No Longer Human by Osamu Dazai, 1948 (out of print). This book just blew me away because of its voice. It’s an account of a man in Japan whose sense of alienation is so profound he attempts suicide. Others might consider the book relentlessly grim, but I love it because that voice is so strong and so pure.
Mrs Dalloway by Virginia Woolf, 1925 (Vintage £7.99). I have re-read this book every few years since my 20s, and it seems different each time. Clarissa Dalloway – deciding to get the flowers herself, as the book opens – seemed in my youth to be a lovely woman. As I grew older, I saw the sadness that beats in her heart.

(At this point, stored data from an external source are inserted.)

//! Sequential, rate-limited fan-out of one edit request into several prompt
//! variants.
//!
//! Calls are issued strictly one at a time with a cooldown in between; the
//! external service rejects bursts. Individual failures are recorded and the
//! round carries on. The round only fails when nothing succeeded.

use crate::{
    config::OrchestratorConfig,
    error::{Result, StudioError},
    logger,
    models::{EditRequest, GenerationOutcome, ProgressSignal, ProgressSink, VariantFailure},
    prompt::{instruction_block, variant_prompt},
    traits::{ImageGenerator, Pacer, TokioPacer},
};
use tokio_util::sync::CancellationToken;

pub struct Orchestrator<G, P = TokioPacer> {
    generator: G,
    pacer: P,
    config: OrchestratorConfig,
}

impl<G: ImageGenerator> Orchestrator<G, TokioPacer> {
    pub fn new(generator: G, config: OrchestratorConfig) -> Result<Self> {
        config.validate()?;
        Ok(Self {
            generator,
            pacer: TokioPacer,
            config,
        })
    }
}

impl<G: ImageGenerator, P: Pacer> Orchestrator<G, P> {
    pub fn with_pacer<Q: Pacer>(self, pacer: Q) -> Orchestrator<G, Q> {
        Orchestrator {
            generator: self.generator,
            pacer,
            config: self.config,
        }
    }

    pub fn config(&self) -> &OrchestratorConfig {
        &self.config
    }

    /// Runs a round with no progress reporting and no way to cancel it.
    pub async fn generate(&self, request: &EditRequest) -> Result<GenerationOutcome> {
        self.run(request, None, &CancellationToken::new()).await
    }

    /// Runs one round.
    ///
    /// The token is checked before each variant call and before each
    /// cooldown, and a cooldown in progress ends as soon as it fires. A call
    /// already in flight is allowed to finish. Images collected before the
    /// cancellation are kept.
    pub async fn run(
        &self,
        request: &EditRequest,
        progress: Option<&dyn ProgressSink>,
        cancel: &CancellationToken,
    ) -> Result<GenerationOutcome> {
        request.validate()?;

        let total = self.config.variant_count;
        let block = instruction_block(&request.base_prompt, request.style, request.quality);
        let _timer = logger::timer("generation round");

        log::info!(
            "Starting round: {} variants, style {}, quality {}, cooldown {:?}",
            total,
            request.style,
            request.quality,
            self.config.cooldown
        );

        let mut outcome = GenerationOutcome::default();
        let mut first_error: Option<StudioError> = None;

        for index in 1..=total {
            if cancel.is_cancelled() {
                outcome.cancelled = true;
                break;
            }

            let prompt = variant_prompt(&block, index).ok_or_else(|| {
                StudioError::ConfigError(format!("no creative directive for variant {}", index))
            })?;

            if let Some(sink) = progress {
                sink.on_progress(ProgressSignal {
                    current: index,
                    total,
                });
            }

            let call = self
                .generator
                .generate(&request.credential, &request.image, &prompt, index);
            let result = match tokio::time::timeout(self.config.call_timeout, call).await {
                Ok(result) => result,
                Err(_) => Err(StudioError::Timeout(self.config.call_timeout)),
            };

            match result {
                Ok(image) => {
                    log::info!("Variant {}/{} generated ({})", index, total, image.id);
                    outcome.images.push(image);
                }
                Err(e) => {
                    log::warn!("Variant {}/{} failed: {}", index, total, e);
                    outcome.failures.push(VariantFailure {
                        variant: index,
                        reason: e.to_string(),
                    });
                    first_error.get_or_insert(e);
                }
            }

            if index == total {
                break;
            }
            if cancel.is_cancelled() {
                outcome.cancelled = true;
                break;
            }

            log::debug!("Cooling down for {:?} before variant {}", self.config.cooldown, index + 1);
            tokio::select! {
                _ = cancel.cancelled() => {
                    outcome.cancelled = true;
                    break;
                }
                _ = self.pacer.pause(self.config.cooldown) => {}
            }
        }

        if outcome.cancelled {
            log::warn!(
                "Round cancelled after {} of {} variants",
                outcome.attempted(),
                total
            );
        }

        if outcome.images.is_empty() {
            return Err(match first_error {
                Some(cause) if !outcome.cancelled => StudioError::RoundExhausted {
                    first_cause: Box::new(cause),
                },
                _ => StudioError::Cancelled,
            });
        }

        log::info!(
            "Round finished: {} succeeded, {} failed",
            outcome.images.len(),
            outcome.failures.len()
        );
        Ok(outcome)
    }
}
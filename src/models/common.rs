use secrecy::{ExposeSecret, SecretString};
use std::fmt;

/// Opaque API key shared read-only by every call of a round.
pub struct Credential(SecretString);

impl Credential {
    pub fn new(api_key: impl Into<String>) -> Self {
        Self(SecretString::from(api_key.into()))
    }

    pub fn is_blank(&self) -> bool {
        self.0.expose_secret().trim().is_empty()
    }

    pub(crate) fn expose(&self) -> &str {
        self.0.expose_secret()
    }
}

impl Clone for Credential {
    fn clone(&self) -> Self {
        Self::new(self.expose())
    }
}

impl fmt::Debug for Credential {
    fn fmt(&self, f: &mut fmt::Formatter<'_>) -> fmt::Result {
        f.write_str("Credential([REDACTED])")
    }
}

#[cfg(test)]
mod tests {
    use super::*;

    #[test]
    fn debug_output_never_contains_the_key() {
        let credential = Credential::new("AIza-secret");
        assert!(!format!("{:?}", credential).contains("AIza"));
    }

    #[test]
    fn whitespace_key_is_blank() {
        assert!(Credential::new("  ").is_blank());
        assert!(!Credential::new("k").is_blank());
    }
}
use super::Transport;
use crate::{
    error::{Result, StudioError},
    models::{
        gemini::{Content, GenerateContentRequest, GenerationConfig, Part, SuggestionPayload},
        Credential, SuggestionCategory,
    },
    prompt::{suggestion_prompt, suggestion_schema},
    traits::SuggestionSource,
};
use async_trait::async_trait;
use std::sync::Arc;

#[derive(Clone)]
pub struct TextClient {
    transport: Arc<Transport>,
    model: String,
}

impl TextClient {
    pub(crate) fn new(transport: Arc<Transport>, model: String) -> Self {
        Self { transport, model }
    }

    pub fn model(&self) -> &str {
        &self.model
    }

    /// Asks for JSON matching `schema` and returns the raw JSON text.
    pub async fn generate_json(
        &self,
        credential: &Credential,
        prompt: &str,
        schema: serde_json::Value,
    ) -> Result<String> {
        let request = GenerateContentRequest {
            contents: vec![Content {
                role: Some("user".to_string()),
                parts: vec![Part::text(prompt)],
            }],
            generation_config: GenerationConfig {
                response_mime_type: Some("application/json".to_string()),
                response_schema: Some(schema),
                ..Default::default()
            },
        };

        log::info!("Invoking model: {}", self.model);
        let response = self
            .transport
            .generate_content(credential, &self.model, &request)
            .await?;

        let text = response.text();
        if text.trim().is_empty() {
            return Err(StudioError::ResponseError(
                "Gemini returned an empty text response".into(),
            ));
        }
        Ok(text)
    }
}

#[async_trait]
impl SuggestionSource for TextClient {
    async fn suggest(
        &self,
        credential: &Credential,
        keyword: &str,
        category: SuggestionCategory,
    ) -> Result<Vec<String>> {
        let prompt = suggestion_prompt(keyword, category);
        let json_text = self
            .generate_json(credential, &prompt, suggestion_schema())
            .await?;
        let payload: SuggestionPayload = serde_json::from_str(json_text.trim())?;
        Ok(payload.suggestions)
    }
}

#[cfg(test)]
mod tests {
    use super::*;
    use crate::{config::GeminiConfig, gemini::GeminiClient};
    use serde_json::json;
    use wiremock::matchers::{body_partial_json, method, path};
    use wiremock::{Mock, MockServer, ResponseTemplate};

    fn client(server: &MockServer) -> GeminiClient {
        GeminiClient::new(
            GeminiConfig::new()
                .with_api_base(server.uri())
                .with_models("image-model", "text-model"),
        )
        .unwrap()
    }

    #[tokio::test]
    async fn parses_structured_suggestions_in_service_order() {
        let server = MockServer::start().await;

        Mock::given(method("POST"))
            .and(path("/models/text-model:generateContent"))
            .and(body_partial_json(json!({
                "generationConfig": {
                    "responseMimeType": "application/json",
                    "responseSchema": { "type": "OBJECT" }
                }
            })))
            .respond_with(ResponseTemplate::new(200).set_body_json(json!({
                "candidates": [{
                    "content": { "parts": [{
                        "text": "{\"suggestions\": [\"duduk bersila\", \"duduk santai\", \"duduk di kursi\"]}"
                    }]}
                }]
            })))
            .mount(&server)
            .await;

        let suggestions = client(&server)
            .text()
            .suggest(&Credential::new("k"), "duduk", SuggestionCategory::Pose)
            .await
            .unwrap();

        assert_eq!(
            suggestions,
            vec!["duduk bersila", "duduk santai", "duduk di kursi"]
        );
    }

    #[tokio::test]
    async fn malformed_json_is_a_serialization_error() {
        let server = MockServer::start().await;

        Mock::given(method("POST"))
            .respond_with(ResponseTemplate::new(200).set_body_json(json!({
                "candidates": [{ "content": { "parts": [{ "text": "not json" }] } }]
            })))
            .mount(&server)
            .await;

        let err = client(&server)
            .text()
            .suggest(&Credential::new("k"), "senyum", SuggestionCategory::Expression)
            .await
            .unwrap_err();

        assert!(matches!(err, StudioError::SerializationError(_)));
    }
}
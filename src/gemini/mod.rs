pub mod image_client;
pub mod text_client;

use crate::{
    config::GeminiConfig,
    error::{Result, StudioError},
    models::{
        gemini::{ApiErrorBody, GenerateContentRequest, GenerateContentResponse},
        Credential,
    },
};
use reqwest::Client;
use std::sync::Arc;

pub use image_client::ImageClient;
pub use text_client::TextClient;

#[derive(Clone)]
pub struct GeminiClient {
    image_client: ImageClient,
    text_client: TextClient,
}

impl GeminiClient {
    pub fn new(config: GeminiConfig) -> Result<Self> {
        let http = Client::builder()
            .timeout(config.request_timeout)
            .build()
            .map_err(|e| StudioError::ConfigError(format!("failed to build HTTP client: {}", e)))?;
        let transport = Arc::new(Transport {
            http,
            api_base: config.api_base.clone(),
        });

        Ok(Self {
            image_client: ImageClient::new(transport.clone(), config.image_model),
            text_client: TextClient::new(transport, config.text_model),
        })
    }

    pub fn image(&self) -> &ImageClient {
        &self.image_client
    }

    pub fn text(&self) -> &TextClient {
        &self.text_client
    }
}

pub(crate) struct Transport {
    http: Client,
    api_base: String,
}

impl Transport {
    fn endpoint(&self, model: &str) -> String {
        let model = model.trim();
        if model.starts_with("models/") {
            format!("{}/{}:generateContent", self.api_base, model)
        } else {
            format!("{}/models/{}:generateContent", self.api_base, model)
        }
    }

    pub(crate) async fn generate_content(
        &self,
        credential: &Credential,
        model: &str,
        request: &GenerateContentRequest,
    ) -> Result<GenerateContentResponse> {
        let endpoint = self.endpoint(model);
        log::debug!("POST {}", endpoint);

        let response = self
            .http
            .post(&endpoint)
            .header("x-goog-api-key", credential.expose())
            .json(request)
            .send()
            .await?;

        let status = response.status();
        if !status.is_success() {
            let body = response.text().await.unwrap_or_default();
            let message = serde_json::from_str::<ApiErrorBody>(&body)
                .map(|parsed| match parsed.error.status {
                    Some(code) => format!("{}: {}", code, parsed.error.message),
                    None => parsed.error.message,
                })
                .unwrap_or(body);
            log::error!("Gemini returned {} for model {}", status, model);
            return Err(StudioError::ExternalCallFailure {
                status: Some(status.as_u16()),
                message,
            });
        }

        response
            .json::<GenerateContentResponse>()
            .await
            .map_err(|e| StudioError::ResponseError(e.to_string()))
    }
}

#[cfg(test)]
mod tests {
    use super::*;

    fn transport(api_base: &str) -> Transport {
        Transport {
            http: Client::new(),
            api_base: api_base.to_string(),
        }
    }

    #[test]
    fn endpoint_accepts_bare_and_prefixed_model_names() {
        let t = transport("https://example.test/v1beta");
        assert_eq!(
            t.endpoint("gemini-2.5-flash"),
            "https://example.test/v1beta/models/gemini-2.5-flash:generateContent"
        );
        assert_eq!(
            t.endpoint("models/gemini-2.5-flash"),
            "https://example.test/v1beta/models/gemini-2.5-flash:generateContent"
        );
    }
}
use serde::{Deserialize, Serialize};
use std::fmt;

pub const DEFAULT_POSES: [&str; 6] = [
    "Berdiri tegak",
    "Duduk santai",
    "Melipat tangan di dada",
    "Berjalan ke depan",
    "Bersandar ke dinding",
    "Tangan di pinggang",
];

pub const DEFAULT_EXPRESSIONS: [&str; 6] = [
    "Senyum lebar",
    "Senyum tipis",
    "Tertawa lepas",
    "Serius",
    "Terkejut",
    "Termenung",
];

#[derive(Debug, Clone, Copy, PartialEq, Eq, Hash, Serialize, Deserialize)]
#[serde(rename_all = "lowercase")]
pub enum SuggestionCategory {
    Pose,
    #[serde(rename = "ekspresi")]
    Expression,
}

impl SuggestionCategory {
    pub fn as_str(&self) -> &'static str {
        match self {
            SuggestionCategory::Pose => "pose",
            SuggestionCategory::Expression => "ekspresi",
        }
    }

    pub fn default_options(&self) -> Vec<String> {
        let options: &[&str] = match self {
            SuggestionCategory::Pose => &DEFAULT_POSES,
            SuggestionCategory::Expression => &DEFAULT_EXPRESSIONS,
        };
        options.iter().map(|s| s.to_string()).collect()
    }
}

impl fmt::Display for SuggestionCategory {
    fn fmt(&self, f: &mut fmt::Formatter<'_>) -> fmt::Result {
        f.write_str(self.as_str())
    }
}

/// What a lookup produced. Failures are values, not errors, so the caller
/// decides whether to show the placeholder.
#[derive(Debug, Clone, PartialEq, Eq, Serialize, Deserialize)]
pub enum SuggestionOutcome {
    Suggestions(Vec<String>),
    Failed { reason: String, placeholder: String },
}

impl SuggestionOutcome {
    pub fn failed(category: SuggestionCategory, keyword: &str, reason: impl Into<String>) -> Self {
        SuggestionOutcome::Failed {
            reason: reason.into(),
            placeholder: format!("Gagal mendapatkan saran {} untuk \"{}\"", category, keyword),
        }
    }

    pub fn is_failure(&self) -> bool {
        matches!(self, SuggestionOutcome::Failed { .. })
    }

    /// The raw list the service returned, or the single placeholder entry on
    /// failure.
    pub fn into_suggestions(self) -> Vec<String> {
        match self {
            SuggestionOutcome::Suggestions(items) => items,
            SuggestionOutcome::Failed { placeholder, .. } => vec![placeholder],
        }
    }

    /// A list that is never empty, ready for an option picker.
    pub fn into_options(self, keyword: &str) -> Vec<String> {
        match self.into_suggestions() {
            items if items.is_empty() => vec![format!("Tidak ada hasil untuk \"{}\"", keyword)],
            items => items,
        }
    }
}
//! Booking geometry inside the visible band, and its mapping onto a track of
//! discrete cells for text adapters.
//!
//! Daily and weekly grids go through the same code: each row is a
//! `(RowKey, DayWindow)` pair, and a booking is placed on every row whose
//! membership test it passes.

use serde::{Deserialize, Serialize};
use tracing::trace;

use crate::domain::{Booking, BookingId, Directory, ResourceId};

use super::filter::FilterCriterion;
use super::labels::LabelPolicy;
use super::window::{DayWindow, BAND_HOURS};

/// What a grid row stands for.
#[derive(Debug, Clone, PartialEq, Eq, Serialize, Deserialize)]
pub enum RowKey {
    /// One aircraft on the reference day (Browse).
    Resource(ResourceId),
    /// One weekday of the searched week (Search), 0 = Monday.
    Weekday(usize),
}

/// A row to lay bookings out on.
#[derive(Debug, Clone, PartialEq, Eq, Serialize, Deserialize)]
pub struct RowSpec {
    pub key: RowKey,
    pub label: String,
    pub window: DayWindow,
}

impl RowSpec {
    /// Row membership: the booking starts on this row's day and, for
    /// aircraft rows, is on this aircraft. Bookings are only ever laid out on
    /// the day they start.
    pub fn admits(&self, booking: &Booking) -> bool {
        if booking.start_day() != self.window.day {
            return false;
        }
        match &self.key {
            RowKey::Resource(id) => booking.resource_id == *id,
            RowKey::Weekday(_) => true,
        }
    }
}

/// Horizontal extent of a placement, as fractions of the band width.
#[derive(Debug, Clone, Copy, PartialEq, Serialize, Deserialize)]
pub struct Geometry {
    pub left_fraction: f64,
    pub width_fraction: f64,
}

impl Geometry {
    pub fn right_fraction(&self) -> f64 {
        self.left_fraction + self.width_fraction
    }

    pub fn contains(&self, x_fraction: f64) -> bool {
        x_fraction >= self.left_fraction && x_fraction < self.right_fraction()
    }

    pub fn overlaps(&self, other: &Geometry) -> bool {
        self.left_fraction < other.right_fraction() && other.left_fraction < self.right_fraction()
    }

    /// Cells `[start, end)` covered on a track of `cells` equal cells. Every
    /// geometry covers at least one cell so short bookings stay visible.
    pub fn cell_span(&self, cells: usize) -> (usize, usize) {
        if cells == 0 {
            return (0, 0);
        }
        let start = cell_index(self.left_fraction, cells);
        let end = ((self.right_fraction() * cells as f64).round() as usize).clamp(start + 1, cells);
        (start, end)
    }
}

/// Cell holding `fraction` on a track of `cells` cells, clamped to the last
/// cell.
pub fn cell_index(fraction: f64, cells: usize) -> usize {
    ((fraction * cells as f64).round() as usize).min(cells.saturating_sub(1))
}

/// One booking laid out on one row.
#[derive(Debug, Clone, PartialEq, Serialize, Deserialize)]
pub struct Placement {
    pub booking_id: BookingId,
    pub row_index: usize,
    pub left_fraction: f64,
    pub width_fraction: f64,
    pub is_instructional: bool,
    pub primary_label: String,
    pub secondary_label: String,
}

impl Placement {
    pub fn geometry(&self) -> Geometry {
        Geometry {
            left_fraction: self.left_fraction,
            width_fraction: self.width_fraction,
        }
    }
}

/// Clamp a `[start, end)` interval given in hours from 06:00 to the band
/// `[0, BAND_HOURS]`. Idempotent.
pub fn clip_to_band(start_hours: f64, end_hours: f64) -> (f64, f64) {
    (
        start_hours.clamp(0.0, BAND_HOURS),
        end_hours.clamp(0.0, BAND_HOURS),
    )
}

/// Geometry of `booking` within `window`, or `None` if nothing of it is
/// visible. Malformed bookings (`end <= start`) have no visible duration and
/// are dropped the same way.
pub fn place_booking(booking: &Booking, window: &DayWindow) -> Option<Geometry> {
    let raw_start = window.hours_from_band_start(booking.start);
    let raw_end = window.hours_from_band_start(booking.end);
    let (visible_start, visible_end) = clip_to_band(raw_start, raw_end);
    let duration = (visible_end - visible_start).max(0.0);
    if duration <= 0.0 {
        trace!(
            booking = %booking.id,
            day = %window.day,
            raw_start,
            raw_end,
            "booking outside visible band, dropped"
        );
        return None;
    }
    Some(Geometry {
        left_fraction: visible_start / BAND_HOURS,
        width_fraction: duration / BAND_HOURS,
    })
}

/// Lay out every booking that passes `criterion` on every row that admits it.
///
/// No overlap resolution: two bookings overlapping on one row are both
/// emitted with overlapping extents. Output is ordered by row, then by left
/// edge, then by booking id.
pub fn place_all(
    rows: &[RowSpec],
    bookings: &[Booking],
    criterion: &FilterCriterion,
    directory: &Directory<'_>,
) -> Vec<Placement> {
    let policy = LabelPolicy::for_kind(criterion.kind);
    let candidates: Vec<&Booking> = bookings
        .iter()
        .filter(|b| criterion.matches(b, directory))
        .collect();

    let mut placements = Vec::new();
    for (row_index, row) in rows.iter().enumerate() {
        for booking in candidates.iter().filter(|b| row.admits(b)) {
            let Some(geometry) = place_booking(booking, &row.window) else {
                continue;
            };
            let (primary_label, secondary_label) = policy.labels(booking, directory);
            placements.push(Placement {
                booking_id: booking.id.clone(),
                row_index,
                left_fraction: geometry.left_fraction,
                width_fraction: geometry.width_fraction,
                is_instructional: booking.is_instructional(),
                primary_label,
                secondary_label,
            });
        }
    }
    placements.sort_by(|a, b| {
        a.row_index
            .cmp(&b.row_index)
            .then(a.left_fraction.total_cmp(&b.left_fraction))
            .then_with(|| a.booking_id.cmp(&b.booking_id))
    });
    placements
}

Another Country by James Baldwin, 1962 (Penguin £9.99). Many years ago, when I first read Baldwin’s novel about a doomed Greenwich Village jazz drummer, I thought, “Wow, I can’t believe it. The narrator is so fierce and strong, and the book pulsates with such honesty. The language!”
For Whom the Bell Tolls by Ernest Hemingway, 1940 (Cornerstone £7.99). I have loved Hemingway’s Spanish Civil War epic since I was 17, and each time I come back to it, it surprises me.
Hateship, Friendship, Courtship, Loveship, Marriage by Alice Munro, 2001 (Vintage £9.99). Munro brings such authority to the page that I will follow her anywhere. And I’m never disappointed. In the title story, she moves the point of view with such ease all around a small Canadian prairie town.
Slaughterhouse-five by Kurt Vonnegut, 1969 (Vintage £8.99). I came to this book later in life. Among other things, it is the loveliest, most delicate account of post-traumatic stress I’ve ever read – like the water that simply runs from the eyes of Billy Pilgrim.